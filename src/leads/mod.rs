//! Opportunistic lead capture.
//!
//! - [`extract`]: regex signals (email, phone, intent) over message text
//! - [`postgres`]: append-only Postgres sink for [`LeadRecord`]s

pub mod extract;
pub mod postgres;

use anyhow::Result;
use async_trait::async_trait;
use chrono::{DateTime, Utc};
use serde::Serialize;

pub use extract::{LeadSignals, extract};
pub use postgres::PostgresLeadSink;

/// One captured lead row.
#[derive(Debug, Clone, PartialEq, Eq, Serialize)]
#[serde(rename_all = "camelCase")]
pub struct LeadRecord {
    pub client_id: String,
    pub email: Option<String>,
    pub phone: Option<String>,
    pub message: String,
    pub page_url: Option<String>,
    pub created_at: DateTime<Utc>,
}

impl LeadRecord {
    /// Build a record when the message qualifies as a lead.
    pub fn from_message(client_id: &str, message: &str, page_url: Option<&str>) -> Option<Self> {
        let signals = extract(message);
        if !signals.qualifies() {
            return None;
        }
        Some(Self {
            client_id: client_id.to_string(),
            email: signals.email,
            phone: signals.phone,
            message: message.to_string(),
            page_url: page_url.map(ToString::to_string),
            created_at: Utc::now(),
        })
    }
}

/// Append-only destination for leads. Writes may arrive concurrently and unordered.
#[async_trait]
pub trait LeadSink: Send + Sync + std::fmt::Debug {
    async fn record(&self, lead: &LeadRecord) -> Result<()>;
}

/// Sink used when no lead database is configured; leads only reach the log.
#[derive(Debug, Default)]
pub struct LogOnlyLeadSink;

#[async_trait]
impl LeadSink for LogOnlyLeadSink {
    async fn record(&self, lead: &LeadRecord) -> Result<()> {
        tracing::info!(
            client_id = %lead.client_id,
            has_email = lead.email.is_some(),
            has_phone = lead.phone.is_some(),
            page_url = ?lead.page_url,
            "Lead captured (no lead store configured)"
        );
        Ok(())
    }
}
//! LLM driver traits and implementations.
//!
//! The gateway treats the model provider as an opaque call: a system prompt
//! and a user message go in, reply text comes out. Two wire protocols are
//! supported, both `OpenAI`-shaped.
//!
//! # Drivers
//!
//! - [`ResponsesDriver`]: `OpenAI` Responses API (`/v1/responses`)
//! - [`ChatCompletionsDriver`]: `OpenAI` Chat Completions API (`/v1/chat/completions`)
//!
//! # Example
//!
//! ```rust,ignore
//! use chat_widget_gateway::llm::{driver_for, CompletionRequest};
//!
//! let driver = driver_for(settings);
//! let reply = driver.complete(CompletionRequest::new("gpt-4.1-mini", "Be brief.", "Hi")).await?;
//! ```

pub mod chat_completions;
pub mod provider;
pub mod responses;

pub use chat_completions::ChatCompletionsDriver;
pub use provider::Provider;
pub use responses::ResponsesDriver;

use serde::Deserialize;
use std::sync::Arc;
use std::time::Duration;

/// LLM connection and model settings.
#[derive(Debug, Clone)]
pub struct LlmSettings {
    /// Base URL for the LLM API (e.g., `https://api.openai.com`).
    pub base_url: String,
    /// Optional API key for authentication.
    pub api_key: Option<String>,
    /// Model used when a client does not name one.
    pub default_model: String,
    /// Protocol to use for communication. Never `Auto` once resolved.
    pub protocol: LlmProtocol,
    /// Provider type (auto-detected from `base_url`).
    pub provider: Provider,
    /// Upper bound on a single completion call.
    pub timeout: Duration,
}

/// LLM protocol variants.
#[derive(Debug, Clone, Copy, Default, PartialEq, Eq, Deserialize)]
#[serde(rename_all = "lowercase")]
pub enum LlmProtocol {
    /// Responses for `OpenAI` hosts, Chat Completions elsewhere.
    #[default]
    Auto,
    /// `OpenAI` Responses API (`/v1/responses`).
    Responses,
    /// `OpenAI` Chat Completions API (`/v1/chat/completions`).
    Chat,
}

/// A message in the prompt sent upstream.
#[derive(Debug, Clone, PartialEq, Eq, serde::Serialize)]
pub struct Message {
    /// Role of the message author.
    pub role: MessageRole,
    /// Text content.
    pub content: String,
}

impl Message {
    pub fn system(content: impl Into<String>) -> Self {
        Self {
            role: MessageRole::System,
            content: content.into(),
        }
    }

    pub fn user(content: impl Into<String>) -> Self {
        Self {
            role: MessageRole::User,
            content: content.into(),
        }
    }
}

/// Role of a message author.
#[derive(Debug, Clone, Copy, PartialEq, Eq, serde::Serialize)]
#[serde(rename_all = "lowercase")]
pub enum MessageRole {
    /// System prompt.
    System,
    /// User message.
    User,
}

/// A single non-streaming completion request.
#[derive(Debug, Clone)]
pub struct CompletionRequest {
    /// Model identifier for this call.
    pub model: String,
    /// Ordered prompt messages (system first).
    pub messages: Vec<Message>,
}

impl CompletionRequest {
    #[must_use]
    pub fn new(model: impl Into<String>, system: &str, user: &str) -> Self {
        Self {
            model: model.into(),
            messages: vec![Message::system(system), Message::user(user)],
        }
    }
}

/// Trait for LLM completion drivers.
///
/// Implementations return the model's reply text verbatim; an absent reply
/// is an empty string, not an error.
#[async_trait::async_trait]
pub trait LlmDriver: Send + Sync + std::fmt::Debug {
    /// Run one completion.
    ///
    /// # Errors
    ///
    /// Returns an error if the request fails or the provider answers with a
    /// non-success status.
    async fn complete(&self, req: CompletionRequest) -> anyhow::Result<String>;
}

/// Build the driver matching the resolved protocol.
pub fn driver_for(settings: LlmSettings) -> Arc<dyn LlmDriver> {
    match settings.protocol {
        LlmProtocol::Responses => Arc::new(ResponsesDriver::new(settings)),
        LlmProtocol::Chat | LlmProtocol::Auto => Arc::new(ChatCompletionsDriver::new(settings)),
    }
}

/// Shared `reqwest` client; the pipeline enforces its own deadline so none is set here.
fn http_client() -> reqwest::Client {
    reqwest::Client::builder()
        .user_agent(concat!("chat-widget-gateway/", env!("CARGO_PKG_VERSION")))
        .build()
        .unwrap_or_default()
}
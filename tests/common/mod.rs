#![allow(dead_code)]

use async_trait::async_trait;
use axum::{
    Router,
    body::Body,
    http::{Request, StatusCode, header},
};
use chat_widget_gateway::{
    AppState,
    config::{
        AppConfig, ClientsConfig, LeadsConfig, LimitsConfig, LlmConfig, LogFormat, LoggingConfig,
        ServerConfig, UsageConfig,
    },
    leads::{LeadRecord, LeadSink},
    llm::{CompletionRequest, LlmDriver, LlmProtocol},
    pipeline::{ChatPipeline, PipelineSettings},
    rate_limit::FixedWindowLimiter,
    registry::{Client, ClientRegistry},
    server,
    usage::{UsageEntry, UsageSink},
};
use serde_json::{Value, json};
use std::sync::{Arc, Mutex};
use std::time::Duration;
use tower::ServiceExt;

pub const ORIGIN: &str = "https://example.com";

#[derive(Debug, Clone)]
pub enum LlmBehavior {
    Reply(String),
    Fail,
    Hang,
}

/// Scripted LLM that records every request it sees.
#[derive(Debug)]
pub struct FakeLlm {
    pub calls: Mutex<Vec<CompletionRequest>>,
    behavior: LlmBehavior,
}

impl FakeLlm {
    pub fn new(behavior: LlmBehavior) -> Self {
        Self {
            calls: Mutex::new(Vec::new()),
            behavior,
        }
    }

    pub fn call_count(&self) -> usize {
        self.calls.lock().unwrap().len()
    }
}

#[async_trait]
impl LlmDriver for FakeLlm {
    async fn complete(&self, req: CompletionRequest) -> anyhow::Result<String> {
        self.calls.lock().unwrap().push(req);
        match &self.behavior {
            LlmBehavior::Reply(text) => Ok(text.clone()),
            LlmBehavior::Fail => Err(anyhow::anyhow!("upstream returned 502 Bad Gateway")),
            LlmBehavior::Hang => {
                tokio::time::sleep(Duration::from_secs(3600)).await;
                Ok(String::new())
            }
        }
    }
}

#[derive(Debug, Default)]
pub struct RecordingLeads {
    pub rows: Mutex<Vec<LeadRecord>>,
}

#[async_trait]
impl LeadSink for RecordingLeads {
    async fn record(&self, lead: &LeadRecord) -> anyhow::Result<()> {
        self.rows.lock().unwrap().push(lead.clone());
        Ok(())
    }
}

#[derive(Debug, Default)]
pub struct FailingLeads;

#[async_trait]
impl LeadSink for FailingLeads {
    async fn record(&self, _lead: &LeadRecord) -> anyhow::Result<()> {
        anyhow::bail!("connection to lead store lost")
    }
}

#[derive(Debug, Default)]
pub struct RecordingUsage {
    pub entries: Mutex<Vec<UsageEntry>>,
}

#[async_trait]
impl UsageSink for RecordingUsage {
    async fn append(&self, entry: &UsageEntry) -> anyhow::Result<()> {
        self.entries.lock().unwrap().push(entry.clone());
        Ok(())
    }
}

pub fn test_config() -> AppConfig {
    AppConfig {
        server: ServerConfig {
            port: 0,
            host: "127.0.0.1".to_string(),
            static_dir: concat!(env!("CARGO_MANIFEST_DIR"), "/public").to_string(),
            body_limit_bytes: 50 * 1024,
        },
        clients: ClientsConfig {
            path: "clients.json".to_string(),
            reload_interval_ms: 500,
        },
        limits: LimitsConfig {
            window_secs: 60,
            default_rpm: 30,
        },
        llm: LlmConfig {
            base_url: "https://api.openai.com".to_string(),
            api_key: None,
            default_model: "gpt-4.1-mini".to_string(),
            protocol: LlmProtocol::Auto,
            timeout_secs: 5,
        },
        leads: LeadsConfig {
            database_url: None,
            capture_before_resolve: false,
        },
        usage: UsageConfig {
            log_path: "usage.log".to_string(),
        },
        logging: LoggingConfig {
            format: LogFormat::Compact,
        },
    }
}

/// `demo` (rpm 2), `disabled`, and `nomodel` (falls back to the default model).
pub fn test_clients() -> Vec<Client> {
    serde_json::from_value(json!([
        {
            "clientId": "demo",
            "enabled": true,
            "allowedOrigins": [ORIGIN],
            "ui": { "title": "Demo", "subtitle": "We reply fast", "accent": "#0b5fff", "accentText": "#fff" },
            "promptBase": "You are a website assistant.",
            "promptClient": "You work for Demo Plumbing.",
            "model": "gpt-4o-mini",
            "limits": { "rpm": 2 }
        },
        {
            "clientId": "disabled",
            "enabled": false,
            "allowedOrigins": [ORIGIN],
            "ui": { "title": "Off" }
        },
        {
            "clientId": "nomodel",
            "enabled": true,
            "allowedOrigins": [ORIGIN],
            "promptBase": "Base.",
            "promptClient": "Client."
        }
    ]))
    .unwrap()
}

pub struct Harness {
    pub app: Router,
    pub state: AppState,
    pub llm: Arc<FakeLlm>,
    pub leads: Arc<RecordingLeads>,
    pub usage: Arc<RecordingUsage>,
}

impl Harness {
    pub fn new(behavior: LlmBehavior) -> Self {
        Self::build(
            Arc::new(ClientRegistry::from_clients(test_clients())),
            test_config(),
            behavior,
            None,
        )
    }

    pub fn build(
        registry: Arc<ClientRegistry>,
        config: AppConfig,
        behavior: LlmBehavior,
        lead_sink: Option<Arc<dyn LeadSink>>,
    ) -> Self {
        let llm = Arc::new(FakeLlm::new(behavior));
        let leads = Arc::new(RecordingLeads::default());
        let usage = Arc::new(RecordingUsage::default());

        let lead_sink: Arc<dyn LeadSink> = match lead_sink {
            Some(sink) => sink,
            None => leads.clone(),
        };
        let pipeline = Arc::new(ChatPipeline::new(
            Arc::clone(&registry),
            Arc::new(FixedWindowLimiter::new(config.rate_window())),
            llm.clone(),
            lead_sink,
            usage.clone(),
            PipelineSettings {
                default_model: config.llm.default_model.clone(),
                default_rpm: config.limits.default_rpm,
                llm_timeout: Duration::from_secs(config.llm.timeout_secs),
                capture_before_resolve: config.leads.capture_before_resolve,
            },
        ));

        let state = AppState {
            registry,
            pipeline,
            config: Arc::new(config),
        };

        Self {
            app: server::router(state.clone()),
            state,
            llm,
            leads,
            usage,
        }
    }

    pub async fn send(&self, req: Request<Body>) -> (StatusCode, Value) {
        let resp = self.app.clone().oneshot(req).await.unwrap();
        let status = resp.status();
        let bytes = axum::body::to_bytes(resp.into_body(), usize::MAX)
            .await
            .unwrap();
        let value = serde_json::from_slice(&bytes).unwrap_or(Value::Null);
        (status, value)
    }

    pub async fn chat(&self, body: Value, origin: Option<&str>) -> (StatusCode, Value) {
        let out = self.send(chat_request(&body, origin)).await;
        self.state.pipeline.flush().await;
        out
    }

    pub async fn client_config(&self, client_id: &str, origin: Option<&str>) -> (StatusCode, Value) {
        let mut builder = Request::builder().uri(format!("/client-config?clientId={client_id}"));
        if let Some(o) = origin {
            builder = builder.header(header::ORIGIN, o);
        }
        self.send(builder.body(Body::empty()).unwrap()).await
    }

    pub fn lead_rows(&self) -> Vec<LeadRecord> {
        self.leads.rows.lock().unwrap().clone()
    }

    pub fn usage_entries(&self) -> Vec<UsageEntry> {
        self.usage.entries.lock().unwrap().clone()
    }
}

pub fn chat_request(body: &Value, origin: Option<&str>) -> Request<Body> {
    let mut builder = Request::builder()
        .method("POST")
        .uri("/chat")
        .header(header::CONTENT_TYPE, "application/json");
    if let Some(o) = origin {
        builder = builder.header(header::ORIGIN, o);
    }
    builder.body(Body::from(body.to_string())).unwrap()
}
//! Chat Widget Gateway
//!
//! A small multi-tenant HTTP backend that proxies chat messages from an
//! embeddable website widget to an LLM, serves per-client UI config, gates
//! requests by origin and rate, and captures leads from inbound messages.
//!
//! # Architecture
//!
//! - **Server**: Axum router with the health, config, chat, and widget routes
//! - **Pipeline**: per-request admission (client → origin → rate → LLM → logs)
//! - **Registry**: hot-reloaded client definitions with atomic snapshot swaps
//!
//! # Modules
//!
//! - [`registry`]: client definitions and reload
//! - [`origin`]: origin allow-list guard
//! - [`rate_limit`]: fixed-window per-client limiter
//! - [`leads`]: lead extraction and the lead store
//! - [`usage`]: JSON-lines usage log
//! - [`llm`]: LLM drivers
//! - [`pipeline`]: the `/chat` state machine

// Allow pedantic clippy warnings that don't add value for this codebase
#![allow(clippy::cast_possible_truncation)]
#![allow(clippy::missing_fields_in_debug)]
#![allow(clippy::implicit_hasher)]

pub mod config;
pub mod error;
pub mod leads;
pub mod llm;
pub mod origin;
pub mod pipeline;
pub mod rate_limit;
pub mod registry;
pub mod server;
pub mod telemetry;
pub mod usage;

use crate::config::AppConfig;
use crate::pipeline::ChatPipeline;
use crate::registry::ClientRegistry;
use std::sync::Arc;

/// Application state shared across all handlers.
#[derive(Clone, Debug)]
pub struct AppState {
    /// Client definitions, swapped wholesale on reload.
    pub registry: Arc<ClientRegistry>,
    /// Chat admission pipeline (owns the limiter and the sinks).
    pub pipeline: Arc<ChatPipeline>,
    /// Global Configuration
    pub config: Arc<AppConfig>,
}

·····

Problem description - Look through the entries and give the number of lines containing the word "website". Add nothing else.

Expected answer - 2